With franchise values and revenues at their highest, expansion of the 30-team league seems as if it's a forgone conclusion.
And NHL officials no longer are striking down the notion that expansion might be on the horizon. Deputy Commissioner Bill Daly said Monday that, while in Las Vegas for other business this past weekend, he met again with a potential ownership group that has expressed an interest in owning a franchise.
Daly, in an interview in his Manhattan office, said he also got a chance to tour the site next to New York New York Hotel and Casino where a $350 million, 20,000-seat arena is being built by MGM Resorts. MGM also has had preliminary talks with the potential owners who want the arena to house their prospective NHL team. The arena is expected to be completed by 2016, and Daly looked at suite mock-ups: "It's nice," he said.

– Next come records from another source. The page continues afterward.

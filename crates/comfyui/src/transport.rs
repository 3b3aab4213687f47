//! The capability set the pool consumes from a session.
//!
//! [`SessionTransport`] is the seam between scheduling and transport:
//! the pool's manager, runners, and tests depend on this trait, never on
//! the concrete [`crate::session::Session`].

use async_trait::async_trait;
use tokio::sync::broadcast;

use fanout_core::types::SessionId;

use crate::api::{ApiError, QueueSnapshot, SubmitResponse, UploadedAsset};
use crate::events::SessionEvent;

/// Queue placement for a submitted prompt.
#[derive(Debug, Clone, Copy, PartialEq, Eq, Default)]
pub enum SubmitPosition {
    /// Let the server append at the back (its default).
    #[default]
    Append,
    /// Jump the queue.
    Front,
    /// Explicit queue index.
    At(u32),
    /// Server decides.
    Auto,
}

/// Options for an attachment upload.
#[derive(Debug, Clone, Default)]
pub struct UploadOptions {
    pub subfolder: Option<String>,
    pub overwrite: bool,
}

/// Connection lifecycle state of a session.
#[derive(Debug, Clone, Copy, PartialEq, Eq)]
pub enum ConnectionState {
    /// Brought up but the first channel open has not finished.
    Connecting,
    /// Event channel live.
    Open,
    /// Channel dropped; the backoff controller is running.
    Reconnecting,
    /// Channel never opened; synthesizing status from HTTP polls.
    PollingFallback,
    /// Torn down.
    Destroyed,
}

/// The full surface scheduling requires from one server.
#[async_trait]
pub trait SessionTransport: Send + Sync {
    /// Current client id (may change if the server assigns a `sid`).
    fn id(&self) -> SessionId;

    /// Base HTTP URL of the server.
    fn url(&self) -> String;

    /// Current connection state.
    fn state(&self) -> ConnectionState;

    /// Subscribe to the session's event stream.
    fn subscribe(&self) -> broadcast::Receiver<SessionEvent>;

    /// Submit a workflow. `extra_data` rides alongside the graph and
    /// carries client-side bookkeeping such as output aliases.
    async fn submit(
        &self,
        prompt: serde_json::Value,
        extra_data: Option<serde_json::Value>,
        position: SubmitPosition,
    ) -> Result<SubmitResponse, ApiError>;

    /// Request cancellation of a running or queued prompt.
    async fn interrupt(&self, prompt_id: &str) -> Result<(), ApiError>;

    /// Upload an attachment before dispatch.
    async fn upload_asset(
        &self,
        bytes: Vec<u8>,
        filename: &str,
        options: UploadOptions,
    ) -> Result<UploadedAsset, ApiError>;

    /// Snapshot of the server queue; used by health pings and idle
    /// checks.
    async fn queue_status(&self) -> Result<QueueSnapshot, ApiError>;

    /// Installed checkpoint filenames.
    async fn checkpoints(&self) -> Result<Vec<String>, ApiError>;

    /// Execution history for a prompt; used to backfill outputs missing
    /// from the live stream.
    async fn history(&self, prompt_id: &str) -> Result<serde_json::Value, ApiError>;

    /// Tear the session down. Idempotent.
    async fn destroy(&self);
}
// ---------------------------------------------------------------------------
// Activity tracking
// ---------------------------------------------------------------------------

/// Monotonic last-activity timestamp shared between the HTTP layer and the
/// connection watchdog.
#[derive(Clone)]
pub struct ActivityTracker {
    last: Arc<Mutex<Instant>>,
}

impl ActivityTracker {
    pub fn new() -> Self {
        Self {
            last: Arc::new(Mutex::new(Instant::now())),
        }
    }

    /// Record activity now.
    pub fn touch(&self) {
        *self.last.lock().unwrap() = Instant::now();
    }

    /// Time since the last recorded activity.
    pub fn idle_for(&self) -> Duration {
        self.last.lock().unwrap().elapsed()
    }
}

impl Default for ActivityTracker {
    fn default() -> Self {
        Self::new()
    }
}

// ---------------------------------------------------------------------------
// Errors
// ---------------------------------------------------------------------------

/// Structured error for a rejected `POST /prompt`.
#[derive(Debug, Clone, thiserror::Error)]
#[error("Prompt rejected ({status} {status_text}): {reason}")]
pub struct EnqueueError {
    /// HTTP status code.
    pub status: u16,
    /// HTTP status text.
    pub status_text: String,
    /// Request URL.
    pub url: String,
    /// Request method.
    pub method: &'static str,
    /// Reason extracted from the response body.
    pub reason: String,
    /// Parsed JSON body, when the response was JSON.
    pub body_json: Option<serde_json::Value>,
    /// First bytes of the response body text.
    pub body_snippet: String,
}

/// Errors from the ComfyUI REST layer.
#[derive(Debug, thiserror::Error)]
pub enum ApiError {
    /// The HTTP request itself failed (network, DNS, TLS, etc.).
    #[error("HTTP request failed: {0}")]
    Request(#[from] reqwest::Error),

    /// The server rejected a prompt submission.
    #[error(transparent)]
    Enqueue(#[from] EnqueueError),

    /// Any other non-2xx response.
    #[error("ComfyUI API error ({status}) for {method} {url}: {body}")]
    Api {
        status: u16,
        method: &'static str,
        url: String,
        body: String,
    },
}

/// Extract a human-readable reason from a rejection body.
///
/// Checks `error`, `message`, `detail`, the first entry of `errors[]`, and
/// the nested `{"error": {"message": ...}}` shape ComfyUI emits, falling
/// back to the raw snippet.
pub fn extract_reason(body_json: Option<&serde_json::Value>, snippet: &str) -> String {
    if let Some(json) = body_json {
        for key in ["error", "message", "detail"] {
            match json.get(key) {
                Some(serde_json::Value::String(s)) if !s.is_empty() => return s.clone(),
                Some(serde_json::Value::Object(obj)) => {
                    if let Some(msg) = obj.get("message").and_then(|v| v.as_str()) {
                        return msg.to_string();
                    }
                }
                _ => {}
            }
        }
        if let Some(first) = json.get("errors").and_then(|v| v.as_array()).and_then(|a| a.first()) {
            if let Some(s) = first.as_str() {
                return s.to_string();
            }
            if let Some(msg) = first.get("message").and_then(|v| v.as_str()) {
                return msg.to_string();
            }
            return first.to_string();
        }
    }
    if snippet.is_empty() {
        "unknown error".to_string()
    } else {
        snippet.to_string()
    }
}

// ---------------------------------------------------------------------------
// Response payloads
// ---------------------------------------------------------------------------

/// Response returned by `POST /prompt` after queuing a workflow.
#[derive(Debug, Clone, Deserialize)]
pub struct SubmitResponse {
    /// Server-assigned identifier for the queued prompt.
    pub prompt_id: String,
    /// Position in the execution queue.
    #[serde(default)]
    pub number: i64,
    /// Per-node validation diagnostics from the server.
    #[serde(default)]
    pub node_errors: serde_json::Value,
}

/// Snapshot of the server execution queue (`GET /queue`).
#[derive(Debug, Clone, Deserialize)]
pub struct QueueSnapshot {
    #[serde(default)]
    pub queue_running: Vec<serde_json::Value>,
    #[serde(default)]
    pub queue_pending: Vec<serde_json::Value>,
}

/// Response from `POST /upload/image`.
#[derive(Debug, Clone, Deserialize)]
pub struct UploadedAsset {
    /// Filename as stored on the server.
    pub name: String,
    #[serde(default)]
    pub subfolder: String,
    #[serde(default, rename = "type")]
    pub kind: String,
}

// ---------------------------------------------------------------------------
// Client
// ---------------------------------------------------------------------------

/// HTTP client for a single ComfyUI server.
pub struct ComfyApi {
    client: reqwest::Client,
    base_url: String,
    activity: ActivityTracker,
}

impl ComfyApi {
    /// Build a client from session configuration.
    ///
    /// Headers and credentials become reqwest default headers so every
    /// request carries them.
    pub fn new(
        base_url: String,
        config: &SessionConfig,
        activity: ActivityTracker,
    ) -> Result<Self, ApiError> {
        let mut headers = reqwest::header::HeaderMap::new();
        for (name, value) in &config.headers {
            insert_header(&mut headers, name, value);
        }
        match &config.credentials {
            Some(Credentials::Basic { username, password }) => {
                let encoded = base64::engine::general_purpose::STANDARD
                    .encode(format!("{username}:{password}"));
                insert_header(&mut headers, "authorization", &format!("Basic {encoded}"));
            }
            Some(Credentials::Bearer(token)) => {
                insert_header(&mut headers, "authorization", &format!("Bearer {token}"));
            }
            Some(Credentials::Headers(map)) => {
                for (name, value) in map {
                    insert_header(&mut headers, name, value);
                }
            }
            None => {}
        }

        let client = reqwest::Client::builder()
            .default_headers(headers)
            .build()?;

        Ok(Self {
            client,
            base_url: base_url.trim_end_matches('/').to_string(),
            activity,
        })
    }

    /// Base HTTP URL of the server.
    pub fn base_url(&self) -> &str {
        &self.base_url
    }

    /// Lightweight status probe (`GET /prompt`).
    pub async fn prompt_status(&self) -> Result<QueueStatus, ApiError> {
        self.activity.touch();
        let url = format!("{}/prompt", self.base_url);
        let response = self.client.get(&url).send().await?;
        Self::parse_response(response, "GET", url).await
    }

    /// Submit a prompt payload (`POST /prompt`).
    ///
    /// Any non-2xx status is normalized into a structured
    /// [`EnqueueError`].
    pub async fn submit(&self, body: &serde_json::Value) -> Result<SubmitResponse, ApiError> {
        self.activity.touch();
        let url = format!("{}/prompt", self.base_url);
        let response = self.client.post(&url).json(body).send().await?;

        let status = response.status();
        if status.is_success() {
            return Ok(response.json::<SubmitResponse>().await?);
        }

        let text = response.text().await.unwrap_or_default();
        let snippet: String = text.chars().take(BODY_SNIPPET_LIMIT).collect();
        let body_json: Option<serde_json::Value> = serde_json::from_str(&text).ok();
        let reason = extract_reason(body_json.as_ref(), &snippet);

        Err(EnqueueError {
            status: status.as_u16(),
            status_text: status.canonical_reason().unwrap_or("Unknown").to_string(),
            url,
            method: "POST",
            reason,
            body_json,
            body_snippet: snippet,
        }
        .into())
    }

    /// Full queue snapshot (`GET /queue`).
    pub async fn queue_snapshot(&self) -> Result<QueueSnapshot, ApiError> {
        self.activity.touch();
        let url = format!("{}/queue", self.base_url);
        let response = self.client.get(&url).send().await?;
        Self::parse_response(response, "GET", url).await
    }

    /// Request cancellation of a running or queued prompt
    /// (`POST /interrupt`).
    pub async fn interrupt(&self, prompt_id: &str) -> Result<(), ApiError> {
        self.activity.touch();
        let url = format!("{}/interrupt", self.base_url);
        let body = serde_json::json!({ "prompt_id": prompt_id });
        let response = self.client.post(&url).json(&body).send().await?;
        Self::check_status(response, "POST", url).await
    }

    /// Advisory memory release (`POST /free`).
    pub async fn free(&self, unload_models: bool, free_memory: bool) -> Result<(), ApiError> {
        self.activity.touch();
        let url = format!("{}/free", self.base_url);
        let body = serde_json::json!({
            "unload_models": unload_models,
            "free_memory": free_memory,
        });
        let response = self.client.post(&url).json(&body).send().await?;
        Self::check_status(response, "POST", url).await
    }

    /// Upload an attachment (`POST /upload/image`, multipart).
    pub async fn upload_image(
        &self,
        bytes: Vec<u8>,
        filename: &str,
        subfolder: Option<&str>,
        overwrite: bool,
    ) -> Result<UploadedAsset, ApiError> {
        self.activity.touch();
        let url = format!("{}/upload/image", self.base_url);

        let part = reqwest::multipart::Part::bytes(bytes).file_name(filename.to_string());
        let mut form = reqwest::multipart::Form::new()
            .part("image", part)
            .text("overwrite", if overwrite { "true" } else { "false" });
        if let Some(subfolder) = subfolder {
            form = form.text("subfolder", subfolder.to_string());
        }

        let response = self.client.post(&url).multipart(form).send().await?;
        Self::parse_response(response, "POST", url).await
    }

    /// Host statistics (`GET /system_stats`), used for OS detection on
    /// init.
    pub async fn system_stats(&self) -> Result<serde_json::Value, ApiError> {
        self.activity.touch();
        let url = format!("{}/system_stats", self.base_url);
        let response = self.client.get(&url).send().await?;
        Self::parse_response(response, "GET", url).await
    }

    /// Node definition lookup (`GET /object_info[/<class>]`).
    pub async fn object_info(&self, class: Option<&str>) -> Result<serde_json::Value, ApiError> {
        self.activity.touch();
        let url = match class {
            Some(class) => format!("{}/object_info/{class}", self.base_url),
            None => format!("{}/object_info", self.base_url),
        };
        let response = self.client.get(&url).send().await?;
        Self::parse_response(response, "GET", url).await
    }

    /// Enumerate installed checkpoints from the loader node definition.
    pub async fn checkpoints(&self) -> Result<Vec<String>, ApiError> {
        let info = self.object_info(Some(CHECKPOINT_LOADER_CLASS)).await?;
        Ok(parse_checkpoint_list(&info))
    }

    /// Execution history for a prompt (`GET /history/{prompt_id}`).
    ///
    /// The returned JSON contains output file paths, node results, and
    /// timing data.
    pub async fn history(&self, prompt_id: &str) -> Result<serde_json::Value, ApiError> {
        self.activity.touch();
        let url = format!("{}/history/{prompt_id}", self.base_url);
        let response = self.client.get(&url).send().await?;
        Self::parse_response(response, "GET", url).await
    }

    // ---- private helpers ----

    async fn ensure_success(
        response: reqwest::Response,
        method: &'static str,
        url: String,
    ) -> Result<reqwest::Response, ApiError> {
        let status = response.status();
        if !status.is_success() {
            let body = response
                .text()
                .await
                .unwrap_or_else(|_| "<unreadable body>".to_string());
            return Err(ApiError::Api {
                status: status.as_u16(),
                method,
                url,
                body,
            });
        }
        Ok(response)
    }

    async fn parse_response<T: serde::de::DeserializeOwned>(
        response: reqwest::Response,
        method: &'static str,
        url: String,
    ) -> Result<T, ApiError> {
        let response = Self::ensure_success(response, method, url).await?;
        Ok(response.json::<T>().await?)
    }

    async fn check_status(
        response: reqwest::Response,
        method: &'static str,
        url: String,
    ) -> Result<(), ApiError> {
        Self::ensure_success(response, method, url).await?;
        Ok(())
    }
}
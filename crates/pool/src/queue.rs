//! The pending-job queue.
//!
//! [`QueueAdapter`] is the seam for alternative storage (a durable
//! adapter defines its own format); [`InMemoryQueue`] is the adapter the
//! pool ships. A job is observed by the queue in exactly one of three
//! states: waiting (subject to peek), reserved (invisible to peek,
//! consumed by at most one runner), or gone. Transitions are atomic at
//! the queue boundary.

use std::collections::HashMap;
use std::sync::Mutex;

use async_trait::async_trait;

use fanout_core::types::JobId;

/// Errors from a queue adapter.
#[derive(Debug, thiserror::Error)]
pub enum QueueError {
    /// The reservation was already consumed or never issued.
    #[error("Unknown reservation: {0}")]
    UnknownReservation(String),

    /// Adapter-specific failure (storage, serialization, ...).
    #[error("Queue adapter failure: {0}")]
    Adapter(String),
}

/// A queued reference to a job. The job payload itself stays on the pool's
/// job record; adapters treat this as opaque.
#[derive(Debug, Clone)]
pub struct QueuedJob {
    pub job_id: JobId,
    pub priority: i32,
}

/// Transient right to commit or return exactly one job payload.
///
/// Consumed by exactly one of [`QueueAdapter::commit`],
/// [`QueueAdapter::retry`], or [`QueueAdapter::discard`].
#[derive(Debug, Clone)]
pub struct Reservation {
    pub id: String,
    pub job_id: JobId,
}

/// Storage seam for pending jobs.
#[async_trait]
pub trait QueueAdapter: Send + Sync {
    /// Add a job to the waiting set.
    async fn enqueue(&self, job: QueuedJob) -> Result<(), QueueError>;

    /// Snapshot the first `limit` waiting jobs in dispatch order
    /// (priority descending, FIFO within a priority).
    async fn peek(&self, limit: usize) -> Result<Vec<QueuedJob>, QueueError>;

    /// Atomically move a waiting job to the reserved set. Returns `None`
    /// when the job is not waiting (already reserved, or removed).
    async fn reserve(&self, job_id: &str) -> Result<Option<Reservation>, QueueError>;

    /// Consume a reservation: the job is done with the queue.
    async fn commit(&self, reservation: &Reservation) -> Result<(), QueueError>;

    /// Consume a reservation by returning the job to the waiting set (at
    /// the back of its priority class).
    async fn retry(&self, reservation: &Reservation) -> Result<(), QueueError>;

    /// Consume a reservation and drop the job.
    async fn discard(&self, reservation: &Reservation) -> Result<(), QueueError>;

    /// Remove a waiting job (cancellation). Returns whether it was
    /// waiting.
    async fn remove(&self, job_id: &str) -> Result<bool, QueueError>;

    /// Number of waiting jobs.
    async fn pending_count(&self) -> Result<usize, QueueError>;
}

// ---------------------------------------------------------------------------
// In-memory adapter
// ---------------------------------------------------------------------------

struct Entry {
    job: QueuedJob,
    seq: u64,
}

#[derive(Default)]
struct Inner {
    waiting: Vec<Entry>,
    reserved: HashMap<String, Entry>,
    next_seq: u64,
}

/// Process-local queue. The mutex serializes reserve/retry/commit/discard
/// so the waiting / reserved states stay mutually exclusive.
#[derive(Default)]
pub struct InMemoryQueue {
    inner: Mutex<Inner>,
}

impl InMemoryQueue {
    pub fn new() -> Self {
        Self::default()
    }
}

#[async_trait]
impl QueueAdapter for InMemoryQueue {
    async fn enqueue(&self, job: QueuedJob) -> Result<(), QueueError> {
        let mut inner = self.inner.lock().unwrap();
        let seq = inner.next_seq;
        inner.next_seq += 1;
        inner.waiting.push(Entry { job, seq });
        Ok(())
    }

    async fn peek(&self, limit: usize) -> Result<Vec<QueuedJob>, QueueError> {
        let inner = self.inner.lock().unwrap();
        let mut order: Vec<&Entry> = inner.waiting.iter().collect();
        order.sort_by(|a, b| {
            b.job
                .priority
                .cmp(&a.job.priority)
                .then_with(|| a.seq.cmp(&b.seq))
        });
        Ok(order
            .into_iter()
            .take(limit)
            .map(|entry| entry.job.clone())
            .collect())
    }

    async fn reserve(&self, job_id: &str) -> Result<Option<Reservation>, QueueError> {
        let mut inner = self.inner.lock().unwrap();
        let Some(index) = inner.waiting.iter().position(|e| e.job.job_id == job_id) else {
            return Ok(None);
        };
        let entry = inner.waiting.swap_remove(index);
        let reservation = Reservation {
            id: uuid::Uuid::new_v4().to_string(),
            job_id: entry.job.job_id.clone(),
        };
        inner.reserved.insert(reservation.id.clone(), entry);
        Ok(Some(reservation))
    }

    async fn commit(&self, reservation: &Reservation) -> Result<(), QueueError> {
        let mut inner = self.inner.lock().unwrap();
        inner
            .reserved
            .remove(&reservation.id)
            .map(|_| ())
            .ok_or_else(|| QueueError::UnknownReservation(reservation.id.clone()))
    }

    async fn retry(&self, reservation: &Reservation) -> Result<(), QueueError> {
        let mut inner = self.inner.lock().unwrap();
        let entry = inner
            .reserved
            .remove(&reservation.id)
            .ok_or_else(|| QueueError::UnknownReservation(reservation.id.clone()))?;
        let seq = inner.next_seq;
        inner.next_seq += 1;
        inner.waiting.push(Entry {
            job: entry.job,
            seq,
        });
        Ok(())
    }

    async fn discard(&self, reservation: &Reservation) -> Result<(), QueueError> {
        let mut inner = self.inner.lock().unwrap();
        inner
            .reserved
            .remove(&reservation.id)
            .map(|_| ())
            .ok_or_else(|| QueueError::UnknownReservation(reservation.id.clone()))
    }

    async fn remove(&self, job_id: &str) -> Result<bool, QueueError> {
        let mut inner = self.inner.lock().unwrap();
        let Some(index) = inner.waiting.iter().position(|e| e.job.job_id == job_id) else {
            return Ok(false);
        };
        inner.waiting.swap_remove(index);
        Ok(true)
    }

    async fn pending_count(&self) -> Result<usize, QueueError> {
        Ok(self.inner.lock().unwrap().waiting.len())
    }
}

#[cfg(test)]
mod tests {
    use super::*;

    fn job(id: &str, priority: i32) -> QueuedJob {
        QueuedJob {
            job_id: id.to_string(),
            priority,
        }
    }

    #[tokio::test]
    async fn peek_orders_by_priority_then_fifo() {
        let queue = InMemoryQueue::new();
        queue.enqueue(job("a", 0)).await.unwrap();
        queue.enqueue(job("b", 5)).await.unwrap();
        queue.enqueue(job("c", 0)).await.unwrap();
        queue.enqueue(job("d", 5)).await.unwrap();

        let peeked = queue.peek(10).await.unwrap();
        let ids: Vec<&str> = peeked.iter().map(|j| j.job_id.as_str()).collect();
        assert_eq!(ids, vec!["b", "d", "a", "c"]);
    }

    #[tokio::test]
    async fn peek_respects_limit() {
        let queue = InMemoryQueue::new();
        for i in 0..5 {
            queue.enqueue(job(&format!("j{i}"), 0)).await.unwrap();
        }
        assert_eq!(queue.peek(2).await.unwrap().len(), 2);
    }

    #[tokio::test]
    async fn reserved_jobs_are_invisible_to_peek() {
        let queue = InMemoryQueue::new();
        queue.enqueue(job("a", 0)).await.unwrap();

        let reservation = queue.reserve("a").await.unwrap().unwrap();
        assert!(queue.peek(10).await.unwrap().is_empty());
        assert_eq!(queue.pending_count().await.unwrap(), 0);

        // A second reserve for the same id finds nothing.
        assert!(queue.reserve("a").await.unwrap().is_none());

        queue.commit(&reservation).await.unwrap();
    }

    #[tokio::test]
    async fn reservation_is_consumed_exactly_once() {
        let queue = InMemoryQueue::new();
        queue.enqueue(job("a", 0)).await.unwrap();
        let reservation = queue.reserve("a").await.unwrap().unwrap();

        queue.commit(&reservation).await.unwrap();
        assert!(queue.commit(&reservation).await.is_err());
        assert!(queue.retry(&reservation).await.is_err());
        assert!(queue.discard(&reservation).await.is_err());
    }

    #[tokio::test]
    async fn retry_requeues_at_back_of_priority_class() {
        let queue = InMemoryQueue::new();
        queue.enqueue(job("a", 0)).await.unwrap();
        queue.enqueue(job("b", 0)).await.unwrap();

        let reservation = queue.reserve("a").await.unwrap().unwrap();
        queue.retry(&reservation).await.unwrap();

        let ids: Vec<String> = queue
            .peek(10)
            .await
            .unwrap()
            .into_iter()
            .map(|j| j.job_id)
            .collect();
        assert_eq!(ids, vec!["b", "a"]);
    }

    #[tokio::test]
    async fn remove_only_affects_waiting_jobs() {
        let queue = InMemoryQueue::new();
        queue.enqueue(job("a", 0)).await.unwrap();
        queue.enqueue(job("b", 0)).await.unwrap();

        assert!(queue.remove("a").await.unwrap());
        assert!(!queue.remove("a").await.unwrap());

        let _reservation = queue.reserve("b").await.unwrap().unwrap();
        assert!(!queue.remove("b").await.unwrap());
    }
}
use anyhow::Result;
use std::time::Duration;

use log::info;
use updater_core::{
    FirmwareUpdater, Indicator, MonotonicClock, Storage, Transport, UpdateOrchestrator,
    UpdateStatus,
};

// Generate ESP-IDF app descriptor
#[cfg(target_os = "espidf")]
#[allow(unexpected_cfgs)]
mod app_desc {
    esp_idf_sys::esp_app_desc!();
}

mod config;
mod indicator;
mod logging;
mod network;
mod ota;
mod storage;
mod version;

#[cfg(test)]
mod tests;

/// How often the loop wakes up; the poll interval itself comes from config
const LOOP_TICK: Duration = Duration::from_secs(1);

/// Poll every tick and run the update once one is available.
///
/// Returns after a firmware image was installed, leaving the restart to the caller.
fn update_loop<T, S, F, I, C>(
    ota: &mut UpdateOrchestrator<T, S, F, I, C>,
    mut keep_alive: impl FnMut() -> Result<()>,
) -> Result<()>
where
    T: Transport,
    S: Storage,
    F: FirmwareUpdater,
    I: Indicator,
    C: MonotonicClock,
{
    let interval = ota.config().poll_interval_secs;
    loop {
        if let Err(e) = keep_alive() {
            log::warn!("Network not ready: {:#}", e);
        } else if ota.check_for_update(interval) {
            match ota.run_update() {
                UpdateStatus::Ok => return Ok(()),
                status => log::warn!("Update attempt ended: {}", status),
            }
        }
        std::thread::sleep(LOOP_TICK);
    }
}

#[cfg(target_os = "espidf")]
fn main() -> Result<()> {
    use esp_idf_hal::prelude::Peripherals;
    use esp_idf_svc::{eventloop::EspSystemEventLoop, nvs::EspDefaultNvsPartition};
    use updater_core::{Platform, SystemClock};

    // Initialize ESP-IDF
    esp_idf_svc::sys::link_patches();
    logging::init_logger().map_err(|e| anyhow::anyhow!("Failed to initialize logger: {}", e))?;
    info!("ESP32 OTA updater {}", version::version_info());

    if let Err(e) = ota::confirm_running_slot() {
        log::warn!("Could not confirm running OTA slot: {:?}", e);
    }

    let peripherals = Peripherals::take()?;
    let sys_loop = EspSystemEventLoop::take()?;
    let nvs = EspDefaultNvsPartition::take()?;

    let mut store = config::ConfigStore::open(nvs.clone())?;
    let config = config::load_or_default(&mut store)?;
    logging::set_max_level_from_str(&config.log_level);

    let mut wifi = network::wifi::WifiManager::new(
        peripherals.modem,
        sys_loop,
        nvs,
        &config.wifi_ssid,
        &config.wifi_password,
    )?;
    wifi.connect()?;

    let updater = &config.updater;
    if !updater.is_configured() {
        anyhow::bail!("No update server configured, check ota_config.h");
    }

    let firmware = ota::EspHttpUpdater::new(
        indicator::GpioIndicator::new(),
        SystemClock::new(),
        ota::EspOtaSink::new()?,
    )
    .with_timeouts(updater.timeouts, updater.connect_retries);

    let mut orchestrator = UpdateOrchestrator::new(
        updater.clone(),
        version::current(),
        Platform {
            transport: network::TcpTransport::new(),
            storage: storage::FsStorage::mount_spiffs()?,
            firmware,
            indicator: indicator::GpioIndicator::new(),
            clock: SystemClock::new(),
        },
    );
    if let Some(led) = updater.indicator {
        orchestrator.set_indicator_pin(led.pin, led.active_high);
    }

    update_loop(&mut orchestrator, || wifi.ensure_connected())?;

    info!("Update done. Restarting...");
    std::thread::sleep(Duration::from_secs(1));
    esp_idf_hal::reset::restart();
}

/// Host build: same updater, with a local directory standing in for SPIFFS and
/// a file standing in for the OTA partition.
#[cfg(not(target_os = "espidf"))]
fn main() -> Result<()> {
    use updater_core::{Platform, SystemClock};

    logging::init_logger().map_err(|e| anyhow::anyhow!("Failed to initialize logger: {}", e))?;
    info!("OTA updater (host) {}", version::version_info());

    let config_path = std::env::args()
        .nth(1)
        .unwrap_or_else(|| config::CONFIG_FILE.to_string());
    let mut store = config::ConfigStore::open(&config_path)?;
    let config = config::load_or_default(&mut store)?;
    logging::set_max_level_from_str(&config.log_level);

    let updater = &config.updater;
    if !updater.is_configured() {
        anyhow::bail!("No update server configured in {}", config_path);
    }

    let firmware = ota::OtaManager::new(
        network::TcpTransport::new(),
        indicator::LogIndicator::new(),
        SystemClock::new(),
        ota::FileImageSink::new("firmware.bin"),
    )
    .with_timeouts(updater.timeouts, updater.connect_retries);

    let storage = storage::FsStorage::new(storage::SPIFFS_BASE_PATH.trim_start_matches('/'));
    info!("Staging files under {}", storage.root().display());

    let mut orchestrator = UpdateOrchestrator::new(
        updater.clone(),
        version::current(),
        Platform {
            transport: network::TcpTransport::new(),
            storage,
            firmware,
            indicator: indicator::LogIndicator::new(),
            clock: SystemClock::new(),
        },
    );
    if let Some(led) = updater.indicator {
        orchestrator.set_indicator_pin(led.pin, led.active_high);
    }

    update_loop(&mut orchestrator, || Ok(()))?;
    info!("Update done. Restart to run the new image");
    Ok(())
}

Several markets — from Quebec City, to a second team near Toronto, to Seattle, Las Vegas and Kansas City are interested in an expansion franchise. Some reports estimate the NHL could command expansion fees of $500 million to north of $1 billion, proving a lot has changed since the days of $50 million expansion fees for teams like Anaheim and Florida — and since 1997, when Bob Naegele's group paid $80 million to bring the NHL back to Minnesota.
While the NHL's Board of Governors has not approved expansion, most feel it's only a matter of time because the 30 owners split the expansion fees.
With 14 teams in the Western Conference and 16 in the Eastern Conference, Daly said that if expansion were to ever take place, "it would have to take place in the West before it would take place in the East because you can't get further misaligned."
Local support is the question
Las Vegas is intriguing, Daly admits. In fact, out of curiosity, Daly queried a bunch of service industry folks — bartenders, waiters, drink servers, dealers, pit bosses — last weekend about whether they felt a professional sports team could thrive there.